The Top 4 D&O Insurance Pitfalls Companies Should Avoid
My colleagues and I routinely uncover risk oversights (which I also refer to as "D&O Insurance FAILS") during discussions with CFOs, COOs, CAOs, CCOs and the General Counsel of both private and publicly-traded organizations. Here are 4 real-world examples of "D&O Insurance FAILS" impacting a company's Directors and Officers ("D&O") liability insurance program:
#1 - Failure to Consider a Manuscript Policy Form
D&O insurance policies are not an “off-the-shelf” product.
D&O policies have become highly bespoke proprietary contracts that dovetail to a company’s operations to enhance contract certainty during complex claims scenarios.

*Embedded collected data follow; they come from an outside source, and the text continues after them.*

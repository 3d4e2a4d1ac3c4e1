//! Loading compiled SPIR-V from disk.
//!
//! Shaders are compiled ahead of time (`glslc foo.vert -o build/foo.vert.spv`)
//! and looked up as `<dir>/<name>.<stage>.spv`.

use crate::error::{GpuError, Result};
use ash::vk;
use std::io;
use std::path::{Path, PathBuf};

/// Pipeline stage a shader file belongs to.
#[derive(Debug, Clone, Copy, PartialEq, Eq, Hash)]
pub enum ShaderStage {
    Vertex,
    Fragment,
    Compute,
}

impl ShaderStage {
    /// File name infix, as produced by `glslc`.
    pub fn extension(self) -> &'static str {
        match self {
            Self::Vertex => "vert",
            Self::Fragment => "frag",
            Self::Compute => "comp",
        }
    }

    pub fn vk_stage(self) -> vk::ShaderStageFlags {
        match self {
            Self::Vertex => vk::ShaderStageFlags::VERTEX,
            Self::Fragment => vk::ShaderStageFlags::FRAGMENT,
            Self::Compute => vk::ShaderStageFlags::COMPUTE,
        }
    }
}

/// Path of the compiled shader `name` for `stage` inside `dir`.
pub fn shader_path(dir: &Path, name: &str, stage: ShaderStage) -> PathBuf {
    dir.join(format!("{name}.{}.spv", stage.extension()))
}

/// Read the SPIR-V bytes of shader `name` for `stage` from `dir`.
///
/// A missing file and an unreadable one are reported as different errors.
pub fn load_shader_file(dir: impl AsRef<Path>, name: &str, stage: ShaderStage) -> Result<Vec<u8>> {
    let path = shader_path(dir.as_ref(), name, stage);
    match std::fs::read(&path) {
        Ok(bytes) => {
            tracing::debug!("Loaded shader {} ({} bytes)", path.display(), bytes.len());
            Ok(bytes)
        }
        Err(e) if e.kind() == io::ErrorKind::NotFound => Err(GpuError::ShaderNotFound(path)),
        Err(source) => Err(GpuError::ShaderUnreadable { path, source }),
    }
}

#[cfg(test)]
mod tests {
    use super::*;

    fn scratch_dir(test: &str) -> PathBuf {
        let dir = std::env::temp_dir().join(format!(
            "hurdygurdy-shader-file-{}-{test}",
            std::process::id()
        ));
        std::fs::create_dir_all(&dir).unwrap();
        dir
    }

    #[test]
    fn path_follows_stage_convention() {
        let dir = Path::new("build");
        assert_eq!(
            shader_path(dir, "triangle", ShaderStage::Vertex),
            Path::new("build/triangle.vert.spv")
        );
        assert_eq!(
            shader_path(dir, "triangle", ShaderStage::Fragment),
            Path::new("build/triangle.frag.spv")
        );
        assert_eq!(
            shader_path(dir, "blur", ShaderStage::Compute),
            Path::new("build/blur.comp.spv")
        );
    }

    #[test]
    fn loads_existing_file() {
        let dir = scratch_dir("existing");
        let bytes = 0x0723_0203u32.to_le_bytes();
        std::fs::write(dir.join("mesh.frag.spv"), bytes).unwrap();

        let loaded = load_shader_file(&dir, "mesh", ShaderStage::Fragment).unwrap();
        assert_eq!(loaded, bytes);

        std::fs::remove_dir_all(dir).unwrap();
    }

    #[test]
    fn missing_file_is_not_found() {
        let dir = scratch_dir("missing");
        let err = load_shader_file(&dir, "nope", ShaderStage::Vertex).unwrap_err();
        assert!(matches!(err, GpuError::ShaderNotFound(ref path) if path.ends_with("nope.vert.spv")));

        std::fs::remove_dir_all(dir).unwrap();
    }

    #[test]
    fn directory_in_place_of_file_is_unreadable() {
        let dir = scratch_dir("unreadable");
        std::fs::create_dir_all(dir.join("odd.comp.spv")).unwrap();

        let err = load_shader_file(&dir, "odd", ShaderStage::Compute).unwrap_err();
        assert!(matches!(err, GpuError::ShaderUnreadable { .. }));

        std::fs::remove_dir_all(dir).unwrap();
    }
}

A buyer of D&O insurance with complex risk should likely opt for a manuscript policy form over "off-the-shelf" coverage. It offers superior technical language, narrower exclusions, broader definitions and coverage tailored specific to a company's own unique risk profile.
The greatest advantages of manuscript policy form are 1) Readability and 2) Shared Intent. You have predictability of result and a shared understanding during a claims scenario. This reduces the number of coverage disagreements between the Insured, the Insurer and Broker...the best possible scenario.
An “off-the-shelf” policy form contains very basic coverage provisions that may not provide adequate protection. A heavily endorsed "off-the-shelf" policy can sometimes have outdated and conflicting policy language that limits or even voids coverage.
#2 - Allowing Your Broker to Just “Roll Over” Your D&O Program Every Year
This is a surprising scenario that happens all too often...
Material coverage enhancements that are readily available from insurers in the marketplace which can potentially benefit a company's D&O program are not obtained or even contemplated because the broker is lazy, inattentive or lacking the expertise and specialty knowledge to even ask for improvements.
For example, one of the primary purposes of D&O insurance is to cover defense costs associated with litigation. Legal fees can easily reach hundreds of thousands, if not millions, of dollars, if the litigation persists for several years.?
An Insured's D&O policy may only reimburse for legal fees that are “reasonable and necessary” rather than “usual and customary” because the definition of Defense Costs was never favorably modified.?
An insurer may deem “reasonable and necessary” to be $500 per hour thereby making a company think twice about hiring their preferred outside counsel which charges an hourly rate of $2000.?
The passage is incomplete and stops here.